TASK DIRECTIONS:
Only the lines from the line containing "let message = record.args();" to the end of the records, both included, belong in the answer, copied exactly.

MATERIAL PROVIDED:

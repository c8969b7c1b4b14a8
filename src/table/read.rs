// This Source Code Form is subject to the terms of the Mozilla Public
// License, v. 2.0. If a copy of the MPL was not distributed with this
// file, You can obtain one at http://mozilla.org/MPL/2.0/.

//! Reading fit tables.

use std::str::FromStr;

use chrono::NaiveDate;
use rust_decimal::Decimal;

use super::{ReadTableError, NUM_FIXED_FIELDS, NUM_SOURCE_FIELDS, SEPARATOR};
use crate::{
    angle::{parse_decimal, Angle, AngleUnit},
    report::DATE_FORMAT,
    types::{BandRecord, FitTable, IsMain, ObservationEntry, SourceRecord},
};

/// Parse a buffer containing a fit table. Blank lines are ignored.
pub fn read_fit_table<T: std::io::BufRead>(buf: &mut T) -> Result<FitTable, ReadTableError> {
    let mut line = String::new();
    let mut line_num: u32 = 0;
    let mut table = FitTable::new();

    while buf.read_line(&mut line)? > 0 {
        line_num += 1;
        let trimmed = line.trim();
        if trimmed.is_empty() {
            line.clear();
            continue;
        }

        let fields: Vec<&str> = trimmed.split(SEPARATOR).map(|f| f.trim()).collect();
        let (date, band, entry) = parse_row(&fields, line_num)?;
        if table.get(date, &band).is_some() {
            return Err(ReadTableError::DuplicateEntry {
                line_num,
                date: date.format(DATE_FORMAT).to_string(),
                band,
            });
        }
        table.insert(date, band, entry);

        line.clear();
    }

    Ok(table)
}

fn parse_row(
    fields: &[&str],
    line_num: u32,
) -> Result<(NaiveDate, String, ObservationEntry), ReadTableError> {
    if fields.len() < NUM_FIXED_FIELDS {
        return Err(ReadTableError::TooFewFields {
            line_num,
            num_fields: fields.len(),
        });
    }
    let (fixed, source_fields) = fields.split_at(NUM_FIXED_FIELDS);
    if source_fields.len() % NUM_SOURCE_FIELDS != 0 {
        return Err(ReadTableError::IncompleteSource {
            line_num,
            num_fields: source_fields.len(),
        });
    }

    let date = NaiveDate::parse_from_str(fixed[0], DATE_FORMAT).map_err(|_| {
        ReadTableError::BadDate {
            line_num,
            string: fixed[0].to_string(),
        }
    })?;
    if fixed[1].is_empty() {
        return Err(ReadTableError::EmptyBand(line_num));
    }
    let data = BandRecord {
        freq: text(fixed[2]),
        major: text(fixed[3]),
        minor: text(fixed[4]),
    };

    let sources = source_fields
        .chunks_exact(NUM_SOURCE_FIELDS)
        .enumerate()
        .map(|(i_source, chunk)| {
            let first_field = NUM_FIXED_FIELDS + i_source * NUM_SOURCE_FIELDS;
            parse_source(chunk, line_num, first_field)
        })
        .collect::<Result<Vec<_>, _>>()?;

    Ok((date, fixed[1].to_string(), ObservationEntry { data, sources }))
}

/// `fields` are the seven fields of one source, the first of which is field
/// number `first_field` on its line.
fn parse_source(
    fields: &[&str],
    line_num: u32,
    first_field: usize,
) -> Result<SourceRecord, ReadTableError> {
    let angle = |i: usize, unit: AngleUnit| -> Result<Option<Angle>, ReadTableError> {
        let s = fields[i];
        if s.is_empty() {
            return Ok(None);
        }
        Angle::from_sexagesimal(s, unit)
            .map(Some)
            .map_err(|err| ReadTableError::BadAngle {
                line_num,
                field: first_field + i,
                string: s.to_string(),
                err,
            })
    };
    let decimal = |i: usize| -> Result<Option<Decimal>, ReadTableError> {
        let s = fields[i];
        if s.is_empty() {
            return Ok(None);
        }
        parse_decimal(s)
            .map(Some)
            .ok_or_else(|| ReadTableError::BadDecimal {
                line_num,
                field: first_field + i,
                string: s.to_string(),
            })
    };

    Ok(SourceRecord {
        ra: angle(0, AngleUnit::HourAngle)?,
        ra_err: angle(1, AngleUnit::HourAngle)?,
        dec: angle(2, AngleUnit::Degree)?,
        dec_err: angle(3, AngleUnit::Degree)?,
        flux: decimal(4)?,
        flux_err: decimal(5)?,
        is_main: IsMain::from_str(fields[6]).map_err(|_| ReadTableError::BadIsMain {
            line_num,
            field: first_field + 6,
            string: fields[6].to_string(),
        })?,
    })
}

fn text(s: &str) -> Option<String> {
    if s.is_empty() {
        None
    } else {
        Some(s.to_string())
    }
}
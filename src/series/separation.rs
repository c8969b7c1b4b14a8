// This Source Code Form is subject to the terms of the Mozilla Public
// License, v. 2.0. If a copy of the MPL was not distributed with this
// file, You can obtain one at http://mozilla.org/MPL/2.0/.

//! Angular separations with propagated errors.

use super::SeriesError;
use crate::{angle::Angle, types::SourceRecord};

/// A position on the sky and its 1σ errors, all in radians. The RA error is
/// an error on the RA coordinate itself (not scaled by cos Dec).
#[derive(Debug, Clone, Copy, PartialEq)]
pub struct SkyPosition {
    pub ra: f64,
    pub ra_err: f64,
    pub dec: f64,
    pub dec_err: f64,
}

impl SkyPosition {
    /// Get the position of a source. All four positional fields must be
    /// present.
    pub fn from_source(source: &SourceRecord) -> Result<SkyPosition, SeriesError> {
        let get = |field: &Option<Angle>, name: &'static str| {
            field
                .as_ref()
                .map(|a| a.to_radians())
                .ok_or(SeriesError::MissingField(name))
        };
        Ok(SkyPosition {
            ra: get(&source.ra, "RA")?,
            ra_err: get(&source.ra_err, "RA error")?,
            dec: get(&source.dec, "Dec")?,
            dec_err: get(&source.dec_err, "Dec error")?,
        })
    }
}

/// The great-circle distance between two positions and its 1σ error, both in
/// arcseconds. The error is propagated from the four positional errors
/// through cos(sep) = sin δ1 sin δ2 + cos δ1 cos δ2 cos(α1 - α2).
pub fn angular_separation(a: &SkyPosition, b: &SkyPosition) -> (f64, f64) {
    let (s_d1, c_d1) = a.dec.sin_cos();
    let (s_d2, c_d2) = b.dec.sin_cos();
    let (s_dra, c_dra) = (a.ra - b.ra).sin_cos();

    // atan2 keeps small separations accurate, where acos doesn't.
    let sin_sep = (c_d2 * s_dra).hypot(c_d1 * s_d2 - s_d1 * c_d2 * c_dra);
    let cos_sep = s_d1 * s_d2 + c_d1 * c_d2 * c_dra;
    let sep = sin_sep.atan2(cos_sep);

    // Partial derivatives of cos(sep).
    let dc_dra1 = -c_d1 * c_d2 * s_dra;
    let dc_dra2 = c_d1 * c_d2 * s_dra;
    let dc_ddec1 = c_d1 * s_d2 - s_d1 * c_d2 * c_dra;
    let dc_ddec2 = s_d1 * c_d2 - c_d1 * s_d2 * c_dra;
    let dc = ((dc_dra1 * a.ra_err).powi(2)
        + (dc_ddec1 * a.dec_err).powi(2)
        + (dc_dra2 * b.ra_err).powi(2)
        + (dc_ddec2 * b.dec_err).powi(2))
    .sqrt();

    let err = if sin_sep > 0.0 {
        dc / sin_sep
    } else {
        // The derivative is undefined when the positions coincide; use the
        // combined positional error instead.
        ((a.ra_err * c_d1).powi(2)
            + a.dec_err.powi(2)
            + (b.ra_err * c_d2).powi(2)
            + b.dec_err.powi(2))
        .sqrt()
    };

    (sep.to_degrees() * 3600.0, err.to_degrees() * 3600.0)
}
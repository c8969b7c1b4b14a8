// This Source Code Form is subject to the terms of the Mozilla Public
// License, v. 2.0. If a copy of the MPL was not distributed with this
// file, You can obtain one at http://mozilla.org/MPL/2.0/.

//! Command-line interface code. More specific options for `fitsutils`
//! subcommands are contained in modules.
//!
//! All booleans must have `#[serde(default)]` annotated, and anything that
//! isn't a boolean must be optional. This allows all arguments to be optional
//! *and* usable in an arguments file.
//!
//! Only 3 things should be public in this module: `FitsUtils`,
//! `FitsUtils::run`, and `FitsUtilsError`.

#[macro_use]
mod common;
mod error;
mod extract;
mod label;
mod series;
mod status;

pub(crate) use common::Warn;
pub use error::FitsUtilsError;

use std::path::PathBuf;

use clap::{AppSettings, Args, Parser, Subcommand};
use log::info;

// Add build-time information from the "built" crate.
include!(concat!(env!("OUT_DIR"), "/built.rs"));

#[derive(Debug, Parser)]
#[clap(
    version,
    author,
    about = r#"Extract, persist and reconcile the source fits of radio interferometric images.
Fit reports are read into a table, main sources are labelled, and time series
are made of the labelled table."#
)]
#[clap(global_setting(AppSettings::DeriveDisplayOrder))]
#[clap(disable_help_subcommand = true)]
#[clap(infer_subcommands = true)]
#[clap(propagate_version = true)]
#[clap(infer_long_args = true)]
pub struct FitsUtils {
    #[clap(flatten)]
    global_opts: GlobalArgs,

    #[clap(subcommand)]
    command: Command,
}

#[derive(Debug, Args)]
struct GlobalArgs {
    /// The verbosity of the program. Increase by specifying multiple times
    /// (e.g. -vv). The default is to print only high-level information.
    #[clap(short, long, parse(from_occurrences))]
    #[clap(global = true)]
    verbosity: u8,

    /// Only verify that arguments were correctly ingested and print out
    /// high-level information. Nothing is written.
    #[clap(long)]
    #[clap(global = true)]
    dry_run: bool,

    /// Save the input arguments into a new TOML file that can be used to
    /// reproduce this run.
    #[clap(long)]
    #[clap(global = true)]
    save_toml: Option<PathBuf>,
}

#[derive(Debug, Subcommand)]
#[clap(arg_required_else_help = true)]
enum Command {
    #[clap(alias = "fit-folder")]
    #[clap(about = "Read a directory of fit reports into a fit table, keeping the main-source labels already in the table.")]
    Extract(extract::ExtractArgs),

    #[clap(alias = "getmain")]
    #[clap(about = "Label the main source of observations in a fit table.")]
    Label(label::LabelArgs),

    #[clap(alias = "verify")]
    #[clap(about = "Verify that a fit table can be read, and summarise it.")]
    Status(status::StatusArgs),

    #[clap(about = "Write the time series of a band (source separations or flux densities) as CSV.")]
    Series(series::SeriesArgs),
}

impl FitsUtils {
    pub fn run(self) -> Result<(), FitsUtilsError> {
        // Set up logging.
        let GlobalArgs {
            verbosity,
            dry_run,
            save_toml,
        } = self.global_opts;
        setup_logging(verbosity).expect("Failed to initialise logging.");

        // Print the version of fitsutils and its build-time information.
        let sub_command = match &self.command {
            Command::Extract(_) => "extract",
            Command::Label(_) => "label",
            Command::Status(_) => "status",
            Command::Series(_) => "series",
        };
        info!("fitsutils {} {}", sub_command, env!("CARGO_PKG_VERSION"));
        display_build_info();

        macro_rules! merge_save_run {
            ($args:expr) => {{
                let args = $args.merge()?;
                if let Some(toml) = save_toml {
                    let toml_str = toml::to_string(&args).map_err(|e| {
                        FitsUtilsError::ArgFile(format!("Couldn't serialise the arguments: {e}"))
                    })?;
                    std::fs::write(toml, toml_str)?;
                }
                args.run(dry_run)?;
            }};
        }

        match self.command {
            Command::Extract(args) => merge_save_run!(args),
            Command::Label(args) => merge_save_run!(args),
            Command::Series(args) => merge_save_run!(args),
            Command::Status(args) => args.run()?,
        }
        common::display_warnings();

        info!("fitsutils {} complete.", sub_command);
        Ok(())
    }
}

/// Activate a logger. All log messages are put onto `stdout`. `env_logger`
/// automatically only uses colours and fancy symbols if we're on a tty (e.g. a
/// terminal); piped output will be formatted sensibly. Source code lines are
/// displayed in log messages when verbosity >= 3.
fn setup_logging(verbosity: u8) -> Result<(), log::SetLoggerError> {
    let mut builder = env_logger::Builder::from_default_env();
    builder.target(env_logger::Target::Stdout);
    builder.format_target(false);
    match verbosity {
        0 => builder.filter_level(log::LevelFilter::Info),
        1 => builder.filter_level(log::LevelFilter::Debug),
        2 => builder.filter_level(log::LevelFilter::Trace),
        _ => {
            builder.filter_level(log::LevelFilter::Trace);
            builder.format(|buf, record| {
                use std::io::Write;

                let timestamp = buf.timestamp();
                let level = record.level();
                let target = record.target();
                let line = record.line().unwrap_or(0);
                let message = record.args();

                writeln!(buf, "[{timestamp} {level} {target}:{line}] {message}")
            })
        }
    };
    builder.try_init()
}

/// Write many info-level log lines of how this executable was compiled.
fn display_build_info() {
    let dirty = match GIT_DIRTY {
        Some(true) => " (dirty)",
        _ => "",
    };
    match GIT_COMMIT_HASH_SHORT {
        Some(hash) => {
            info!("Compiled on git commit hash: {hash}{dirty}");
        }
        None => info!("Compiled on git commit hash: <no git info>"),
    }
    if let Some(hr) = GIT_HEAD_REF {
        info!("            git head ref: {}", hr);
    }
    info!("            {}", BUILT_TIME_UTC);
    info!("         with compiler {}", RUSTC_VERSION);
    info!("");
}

EXPECTED OUTPUT:
                let message = record.args();

                writeln!(buf, "[{timestamp} {level} {target}:{line}] {message}")
            })
        }
    };
    builder.try_init()
}

/// Write many info-level log lines of how this executable was compiled.
fn display_build_info() {
    let dirty = match GIT_DIRTY {
        Some(true) => " (dirty)",
        _ => "",
    };
    match GIT_COMMIT_HASH_SHORT {
        Some(hash) => {
            info!("Compiled on git commit hash: {hash}{dirty}");
        }
        None => info!("Compiled on git commit hash: <no git info>"),
    }
    if let Some(hr) = GIT_HEAD_REF {
        info!("            git head ref: {}", hr);
    }
    info!("            {}", BUILT_TIME_UTC);
    info!("         with compiler {}", RUSTC_VERSION);
    info!("");
}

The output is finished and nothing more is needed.